A vida é curta?
A vida é muito curta para alguns. Já não enxergo a vida com o furor de adolescente, que quer se libertar dos grilhões. Eu estou nos trilhos, seguindo num trem sem rumo, comprei a passagem mas o destino estava apagado no bilhete.
Ouvi dizer que o ano é de Júpiter, tentei olhar Júpiter através da janela, nunca pude comprar um telescópio, não o enxerguei.
Tinha medo do passado, substituído pelo medo do presente. Nada mais me assusta que o presente. Esse presente não dado mas recebido, esse presente dado com a mão esquerda, esse presente que tive abrir assim que ele bateu à porta. O laço era bonito, o papel em dobradura, seu conteúdo não, não foi bonito, não é bonito.
Os trilhos trazem bifurcações, uma luz transpõe pela janela jorrando raios dourados de sol que já se põe no horizonte. Sinto que é a luz de Deus. Vejo montanhas aparecendo com seus picos ao longe, as nuvens fofas amontoam-se acima de mim, o ar vibra com um cheiro doce. Algo está prestes a acontecer. Pela primeira vez neste trem, sozinha demais para sair de uma cabine, corro até a frente para a cabine do maquinista.
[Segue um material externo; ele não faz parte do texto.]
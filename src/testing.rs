//! Test utilities shared across unit and integration tests.
//!
//! This module is always compiled but hidden from documentation.
//! It provides canonical fixtures to avoid duplication.

#![doc(hidden)]

use crate::types::{BreedRecord, CatalogEntry};

/// A breed with only a description.
pub fn make_breed(description: &str) -> BreedRecord {
    BreedRecord {
        description: description.to_string(),
        ..BreedRecord::default()
    }
}

/// A breed with every field set.
pub fn make_full_breed(
    size: &str,
    coat: &str,
    color: &str,
    description: &str,
    did_you_know: &str,
) -> BreedRecord {
    BreedRecord {
        size: size.to_string(),
        coat: coat.to_string(),
        color: color.to_string(),
        description: description.to_string(),
        did_you_know: did_you_know.to_string(),
    }
}

/// The one-breed catalog used throughout the docs.
pub fn siamese_entry() -> CatalogEntry {
    CatalogEntry::new(
        "Siamese",
        make_full_breed(
            "Medium",
            "Short",
            "Cream",
            "Vocal and social.",
            "Siamese cats are very talkative.",
        ),
    )
}

/// A handful of breeds with overlapping vocabulary.
pub fn sample_catalog() -> Vec<CatalogEntry> {
    vec![
        siamese_entry(),
        CatalogEntry::new(
            "Persian",
            make_full_breed(
                "Medium",
                "Long",
                "White",
                "Persians are quiet companions that enjoy a calm home.",
                "The Persian coat needs daily grooming.",
            ),
        ),
        CatalogEntry::new(
            "Bengal",
            make_full_breed(
                "Large",
                "Short",
                "Spotted",
                "Bengals are playful climbers with wild markings.",
                "Many Bengals love water and will join you in the shower.",
            ),
        ),
        CatalogEntry::new(
            "Maine Coon",
            make_full_breed(
                "Large",
                "Long",
                "Tabby",
                "Gentle giants, playful and friendly with children.",
                "Maine Coons often chirp instead of meowing.",
            ),
        ),
        CatalogEntry::new(
            "Sphynx",
            make_full_breed(
                "Medium",
                "Hairless",
                "Pink",
                "Warm, affectionate and curious.",
                "Sphynx cats need regular baths because their skin gets oily.",
            ),
        ),
        CatalogEntry::new(
            "Ragdoll",
            make_full_breed(
                "Large",
                "Semi-long",
                "Colorpoint",
                "Docile cats that go limp when held.",
                "Ragdolls follow their owners from room to room.",
            ),
        ),
    ]
}
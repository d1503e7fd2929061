// Copyright 2025-present Harīṣh Tummalachērla
// SPDX-License-Identifier: Apache-2.0

//! Loading the catalog and synonym files and building an index from them.
//!
//! Catalog file: a JSON object keyed by breed name. Key order is the catalog
//! order and becomes the paragraph order.
//!
//! ```json
//! {
//!   "Siamese": {
//!     "size": "Medium", "coat": "Short", "color": "Cream",
//!     "description": "Vocal and social.",
//!     "did_you_know": "Siamese cats are very talkative."
//!   }
//! }
//! ```
//!
//! Synonym file: a JSON object mapping a word to an array of strings.

mod document;

pub use document::*;

use crate::error::BuildError;
use crate::index::{build_index, SearchIndex};
use crate::model::SynonymTable;
use crate::types::CatalogEntry;
use serde_json::Value;
use std::fs;
use std::path::Path;
use std::time::Instant;
use tracing::{debug, info};

fn read_file(path: &Path) -> Result<String, BuildError> {
    fs::read_to_string(path).map_err(|source| BuildError::Io {
        path: path.to_path_buf(),
        source,
    })
}

/// Parse catalog JSON text. `origin` names the source in error messages.
pub fn parse_catalog(json: &str, origin: &str) -> Result<Vec<CatalogEntry>, BuildError> {
    let value: Value = serde_json::from_str(json).map_err(|source| BuildError::Json {
        origin: origin.to_string(),
        source,
    })?;
    let Value::Object(breeds) = value else {
        return Err(BuildError::NotAnObject {
            origin: origin.to_string(),
        });
    };

    breeds
        .iter()
        .map(|(key, value)| parse_entry(key, value))
        .collect()
}

/// Parse synonym JSON text.
pub fn parse_synonyms(json: &str, origin: &str) -> Result<SynonymTable, BuildError> {
    let value: Value = serde_json::from_str(json).map_err(|source| BuildError::Json {
        origin: origin.to_string(),
        source,
    })?;
    if !value.is_object() {
        return Err(BuildError::NotAnObject {
            origin: origin.to_string(),
        });
    }
    serde_json::from_value(value).map_err(|source| BuildError::Json {
        origin: origin.to_string(),
        source,
    })
}

/// Read and parse a catalog file.
pub fn load_catalog(path: &Path) -> Result<Vec<CatalogEntry>, BuildError> {
    let catalog = parse_catalog(&read_file(path)?, &path.display().to_string())?;
    debug!(path = %path.display(), breeds = catalog.len(), "catalog loaded");
    Ok(catalog)
}

/// Read and parse a synonym file.
pub fn load_synonyms(path: &Path) -> Result<SynonymTable, BuildError> {
    let synonyms = parse_synonyms(&read_file(path)?, &path.display().to_string())?;
    debug!(path = %path.display(), words = synonyms.len(), "synonyms loaded");
    Ok(synonyms)
}

/// Load both files and build the index. No synonym file means no synonyms.
pub fn build_from_files(
    catalog_path: &Path,
    synonyms_path: Option<&Path>,
) -> Result<SearchIndex, BuildError> {
    let start = Instant::now();
    let catalog = load_catalog(catalog_path)?;
    let synonyms = match synonyms_path {
        Some(path) => load_synonyms(path)?,
        None => SynonymTable::new(),
    };
    let index = build_index(catalog, &synonyms)?;
    info!(
        catalog = %catalog_path.display(),
        elapsed_ms = start.elapsed().as_millis() as u64,
        "built index from files"
    );
    Ok(index)
}
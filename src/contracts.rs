// Copyright 2025-present Harīṣh Tummalachērla
// SPDX-License-Identifier: Apache-2.0

//! Runtime contracts for the index and for search results.
//!
//! Every check is a `debug_assert!`: free in release builds, loud in tests
//! and debug builds.
//!
//! | Contract                     | Property                                          |
//! |------------------------------|---------------------------------------------------|
//! | `check_index_well_formed`    | `entities[i].paragraph_id == i`, keys resolve     |
//! | `check_weights_finite`       | every model-word weight is a finite number        |
//! | `check_results_ranked`       | positive, sorted best-first, within the limit     |
//! | `check_highlight_parts`      | `excerpt1 + word + excerpt2 == excerpt`           |

// ============================================================================
// COMPILE-TIME ASSERTIONS
// ============================================================================

// An exact match must beat any single-edit match by a wide margin, otherwise
// a fuzzy hit on a long synonym list could outrank the word itself.
const _: () = {
    const EPSILON: f64 = crate::scoring::EPSILON;
    const EXACT: f64 = 1.0 / EPSILON;
    const ONE_EDIT: f64 = 1.0 / (1.0 + EPSILON);
    assert!(EXACT > 1000.0 * ONE_EDIT);
};

use crate::index::SearchIndex;
use crate::scoring::ranking::{compare_results, Ranked};
use crate::search::highlight::Highlight;
use std::cmp::Ordering;

// ============================================================================
// INDEX CONTRACTS
// ============================================================================

/// Check that entities sit at their own paragraph id and are reachable by key.
///
/// # Panics (debug builds only)
/// Panics if any entity is out of place or its key resolves elsewhere.
#[inline]
pub fn check_index_well_formed(index: &SearchIndex) {
    for (i, entity) in index.entities().iter().enumerate() {
        debug_assert_eq!(
            entity.paragraph_id, i,
            "Contract violation: entity '{}' has paragraph_id {} at position {}",
            entity.key, entity.paragraph_id, i
        );
        debug_assert_eq!(
            index.entity(&entity.key).map(|e| e.paragraph_id),
            Some(i),
            "Contract violation: key '{}' does not resolve to position {}",
            entity.key,
            i
        );
    }
    debug_assert_eq!(
        index.term_frequency().num_documents(),
        index.len(),
        "Contract violation: {} documents registered for {} entities",
        index.term_frequency().num_documents(),
        index.len()
    );
}

/// Check that no weight came out NaN or infinite.
#[inline]
pub fn check_weights_finite(index: &SearchIndex) {
    for entity in index.entities() {
        for word in &entity.model {
            debug_assert!(
                word.weight.is_finite(),
                "Contract violation: weight of '{}' in '{}' is {}",
                word.word,
                entity.key,
                word.weight
            );
        }
    }
}

// ============================================================================
// RESULT CONTRACTS
// ============================================================================

/// Check a final result list.
///
/// # Panics (debug builds only)
/// Panics if the list is longer than `limit`, holds a non-positive score, or
/// any adjacent pair is out of order.
#[inline]
pub fn check_results_ranked<R: Ranked>(results: &[R], limit: usize) {
    debug_assert!(
        results.len() <= limit,
        "Contract violation: {} results for limit {}",
        results.len(),
        limit
    );

    for (i, result) in results.iter().enumerate() {
        debug_assert!(
            result.total_score() > 0.0,
            "Contract violation: results[{}] has score {}",
            i,
            result.total_score()
        );
    }

    for i in 1..results.len() {
        debug_assert!(
            compare_results(&results[i - 1], &results[i]) != Ordering::Greater,
            "Contract violation: results[{}] (score {}, id {}) ranks below results[{}] (score {}, id {})",
            i - 1,
            results[i - 1].total_score(),
            results[i - 1].paragraph_id(),
            i,
            results[i].total_score(),
            results[i].paragraph_id()
        );
    }
}

/// Check that a highlight's pieces reassemble into its excerpt.
#[inline]
pub fn check_highlight_parts(highlight: &Highlight) {
    debug_assert_eq!(
        highlight.index,
        highlight.excerpt1.len(),
        "Contract violation: highlight index {} but excerpt1 is {} bytes",
        highlight.index,
        highlight.excerpt1.len()
    );
    debug_assert!(
        highlight.excerpt.len()
            == highlight.excerpt1.len() + highlight.highlight_word.len() + highlight.excerpt2.len()
            && highlight.excerpt.starts_with(&highlight.excerpt1)
            && highlight.excerpt[highlight.excerpt1.len()..].starts_with(&highlight.highlight_word)
            && highlight.excerpt.ends_with(&highlight.excerpt2),
        "Contract violation: '{}' + '{}' + '{}' != '{}'",
        highlight.excerpt1,
        highlight.highlight_word,
        highlight.excerpt2,
        highlight.excerpt
    );
}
Meus pés não param apesar do sofregão a cada passo, a vida é muito curta para alguns, amigos.
A luz aquece a minha pele, uma linha fina de suor escorre pelas costas. Eu abro o primeiro vagão, ninguém o conduz. Não há ninguém ali além de mim.
Talvez seja por isso, eu tomei um trem sem controle. Ele anda à deriva. Eu estou a deriva.
Ali a janela é maior, vejo tudo a frente, os solavancos são mais intensos, os freios funcionam muito bem. A Luz começa a ofuscar minha visão. Eu posso tocar em cada instrumento, posso ter o controle disso, do meu próprio caminho.
Os trilhos são meu destino, mas o trem da vida, o conduzo.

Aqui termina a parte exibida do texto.